In a recent interview with Cointelegraph, VC investor Kevin O’Leary criticized the strategy of Coinbase to deal with the current regulatory environment. “Their market capitalization was decimated [por la demanda de la SEC]and the board seems to want to keep taking on the SEC again and again,” the serial entrepreneur said in reference to the 17.4% drop in Coinbase shares last week. O’Leary added:
“I would think at this point, if you’re a shareholder in that company, you might want to make some changes. I don’t think this is working as a strategy. […] I am not optimistic about the management team. […] I think investors are done with this.”
Coinbase has been campaigning for clearer regulation for cryptocurrencies in the United States for months, amid increasing regulatory oversight. In a recent interview with The Wall Street Journal, Coinbase CEO Brian Armstrong said that the exchange met with the SEC more than 30 times in the last year without receiving any response on a path to compliance.
Mark Kornfeld, an attorney specializing in securities and regulation, told Cointelegraph that falling share prices due to regulatory activity, such as the SEC proceedings against Coinbase, are often used as a template for private lawsuits by alleged damages, as long as they involve misleading statements or omissions. “The problem, as always, is in the details of whether what is alleged is proven to have happened,” Kornfeld said.
According to corporate and securities attorney Roland Chase, aggrieved investors’ legal claims against Coinbase and its management could range from “whether the legal analysis Coinbase conducts each time it considers a crypto asset for listing is appropriate” to whether its disclosure of the risk factor to investors was adequate.
“Yeah [el análisis de cotización del token] is inappropriate, and management knew about it – or was reckless in not knowing about it – there may be a federal securities law claim against Coinbase and its management,” Chase continued.
Coinbase claims to have reviewed over a thousand assets, of which it rejected 90%. “We thought some of them might be securities or we had other questions about them. Actually, we only listed a very conservative small number of the assets out there,” Armstrong told the WSJ.

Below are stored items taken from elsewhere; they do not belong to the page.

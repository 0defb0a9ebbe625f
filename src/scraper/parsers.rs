use crate::error::ParseError;
use crate::models::{Post, ProfileField, ProfileMap, RelatedPost};
use crate::scraper::cleaner::{
    clean_text, normalize_date, parse_counter_value, render_html_text, sanitize_text,
};
use chrono::NaiveDateTime;
use serde_json::Value;

/// `card_type` of a card that carries an `mblog`.
pub const POST_CARD: i64 = 9;

// ── Field access ──────────────────────────────────────────────────────────────

fn field<'a>(v: &'a Value, key: &'static str) -> Result<&'a Value, ParseError> {
    v.get(key)
        .filter(|x| !x.is_null())
        .ok_or(ParseError::MissingField(key))
}

fn str_field(v: &Value, key: &'static str) -> Result<String, ParseError> {
    match field(v, key)? {
        Value::String(s) => Ok(sanitize_text(s)),
        other => Err(ParseError::BadField {
            field: key,
            value: other.to_string(),
        }),
    }
}

/// Ids come as numbers on the timeline and as strings on detail pages.
fn id_field(v: &Value, key: &'static str) -> Result<i64, ParseError> {
    let raw = field(v, key)?;
    let parsed = match raw {
        Value::Number(n) => n.as_i64(),
        Value::String(s) => s.trim().parse().ok(),
        _ => None,
    };
    parsed.ok_or_else(|| ParseError::BadField {
        field: key,
        value: raw.to_string(),
    })
}

fn counter_field(v: &Value, key: &'static str) -> Result<u64, ParseError> {
    parse_counter_value(field(v, key)?)
}

fn flag_field(v: &Value, key: &str) -> bool {
    match v.get(key) {
        Some(Value::Bool(b)) => *b,
        Some(Value::Number(n)) => n.as_i64().unwrap_or(0) != 0,
        _ => false,
    }
}

fn author_id(user: &Value) -> Result<u64, ParseError> {
    let id = id_field(user, "id")?;
    u64::try_from(id).map_err(|_| ParseError::BadField {
        field: "id",
        value: id.to_string(),
    })
}

// ── Timeline ──────────────────────────────────────────────────────────────────

/// Cards of a timeline page, in feed order.
pub fn timeline_cards(js: &Value) -> Result<&[Value], ParseError> {
    let cards = field(field(js, "data")?, "cards")?;
    cards.as_array().map(Vec::as_slice).ok_or_else(|| ParseError::BadField {
        field: "cards",
        value: cards.to_string(),
    })
}

pub fn is_post_card(card: &Value) -> bool {
    let t = card.get("card_type");
    t.and_then(Value::as_i64) == Some(POST_CARD)
        || t.and_then(Value::as_str).and_then(|s| s.parse().ok()) == Some(POST_CARD)
}

/// The `mblog` of a post card.
pub fn card_mblog(card: &Value) -> Result<&Value, ParseError> {
    field(card, "mblog")
}

pub fn is_long_text(mblog: &Value) -> bool {
    flag_field(mblog, "isLongText")
}

/// The original a repost points at, if any.
pub fn retweeted_status(mblog: &Value) -> Option<&Value> {
    mblog
        .get("retweeted_status")
        .filter(|v| v.as_object().is_some_and(|o| !o.is_empty()))
}

pub fn mblog_id(mblog: &Value) -> Result<i64, ParseError> {
    id_field(mblog, "id")
}

pub fn mblog_created_at(mblog: &Value, now: NaiveDateTime) -> Result<String, ParseError> {
    let raw = str_field(mblog, "created_at")?;
    normalize_date(&raw, now)
}

/// Extract one post from an entry body. Never follows `retweeted_status`.
pub fn parse_mblog(mblog: &Value, now: NaiveDateTime) -> Result<Post, ParseError> {
    let user = field(mblog, "user")?;

    let text = match field(mblog, "text")? {
        Value::String(s) => render_html_text(s),
        other => {
            return Err(ParseError::BadField {
                field: "text",
                value: other.to_string(),
            })
        }
    };

    Ok(Post {
        id: mblog_id(mblog)?,
        author_id: author_id(user)?,
        author_name: str_field(user, "screen_name")?,
        text,
        created_at: mblog_created_at(mblog, now)?,
        source: str_field(mblog, "source").unwrap_or_default(),
        reposts_count: counter_field(mblog, "reposts_count")?,
        comments_count: counter_field(mblog, "comments_count")?,
        attitudes_count: counter_field(mblog, "attitudes_count")?,
        retweet: None,
    })
}

// ── Detail page ───────────────────────────────────────────────────────────────

const STATUS_ANCHOR: &str = "\"status\":";
const TAIL_ANCHOR: &str = "\"hotScheme\"";

/// The detail page is HTML with the full post inlined as a JS object literal:
/// `var $render_data = [{ "status": {...}, "hotScheme": ... }]`.
/// Cut from `"status":` to the last `,` before `"hotScheme"` and parse that.
pub fn extract_detail_status(html: &str) -> Result<Value, ParseError> {
    let start = html
        .find(STATUS_ANCHOR)
        .ok_or(ParseError::MissingAnchor(STATUS_ANCHOR))?;
    let rest = &html[start..];

    let end = rest
        .rfind(TAIL_ANCHOR)
        .ok_or(ParseError::MissingAnchor(TAIL_ANCHOR))?;
    let rest = &rest[..end];

    let comma = rest.rfind(',').ok_or(ParseError::MissingAnchor(","))?;
    let fragment = format!("{{{}}}", &rest[..comma]);

    let mut js: Value = serde_json::from_str(&fragment)?;
    js.get_mut("status")
        .map(Value::take)
        .filter(|v| v.is_object())
        .ok_or(ParseError::MissingField("status"))
}

// ── Profile ───────────────────────────────────────────────────────────────────

/// Flatten `data.userInfo` into scalar profile fields, text sanitized.
pub fn parse_profile(js: &Value) -> Result<ProfileMap, ParseError> {
    let info = field(field(js, "data")?, "userInfo")?;
    let obj = info.as_object().ok_or_else(|| ParseError::BadField {
        field: "userInfo",
        value: info.to_string(),
    })?;

    Ok(obj
        .iter()
        .filter_map(|(k, v)| ProfileField::from_json(v).map(|f| (k.clone(), f.sanitized())))
        .collect())
}

// ── Keyword search ────────────────────────────────────────────────────────────

/// Hits of one keyword-search page. Text is stripped of markup, topics and mentions.
pub fn parse_search_page(js: &Value) -> Result<Vec<RelatedPost>, ParseError> {
    let cards = timeline_cards(js)?;
    let Some(first) = cards.first() else {
        return Ok(vec![]);
    };
    let Some(group) = first.get("card_group").and_then(Value::as_array) else {
        return Ok(vec![]);
    };

    group
        .iter()
        .filter_map(|card| card.get("mblog"))
        .map(parse_related)
        .collect()
}

fn parse_related(mblog: &Value) -> Result<RelatedPost, ParseError> {
    let user = field(mblog, "user")?;
    let text = match field(mblog, "text")? {
        Value::String(s) => sanitize_text(&clean_text(s)),
        other => other.to_string(),
    };

    Ok(RelatedPost {
        mid: mblog_id(mblog)?.to_string(),
        text,
        user_id: id_field(user, "id")?.to_string(),
        user_name: str_field(user, "screen_name")?,
        reposts_count: counter_field(mblog, "reposts_count")?,
        comments_count: counter_field(mblog, "comments_count")?,
        attitudes_count: counter_field(mblog, "attitudes_count")?,
        created_at: str_field(mblog, "created_at")?,
    })
}

// ── Tests ─────────────────────────────────────────────────────────────────────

As for its information to investors, Coinbase’s filing with regulators in 2021 seemed predict what would likely be found in the future. The risk section of the presentation says:
“The status of a particular crypto asset as a “security” in any relevant jurisdiction is subject to a high degree of uncertainty and if we are unable to adequately characterize a crypto asset, we may be subject to regulatory scrutiny, investigations, fines and other penalties, which may adversely affect our business, results of operations and financial condition.”
A legal dispute with regulators could take years in court and cost the exchange a significant amount of money. Ripple, which is currently in litigation over the alleged value status of XRP (XRP), has spent more than $200 million defending against the SEC lawsuit since 2020.
Cointelegraph contacted Coinbase but received no response.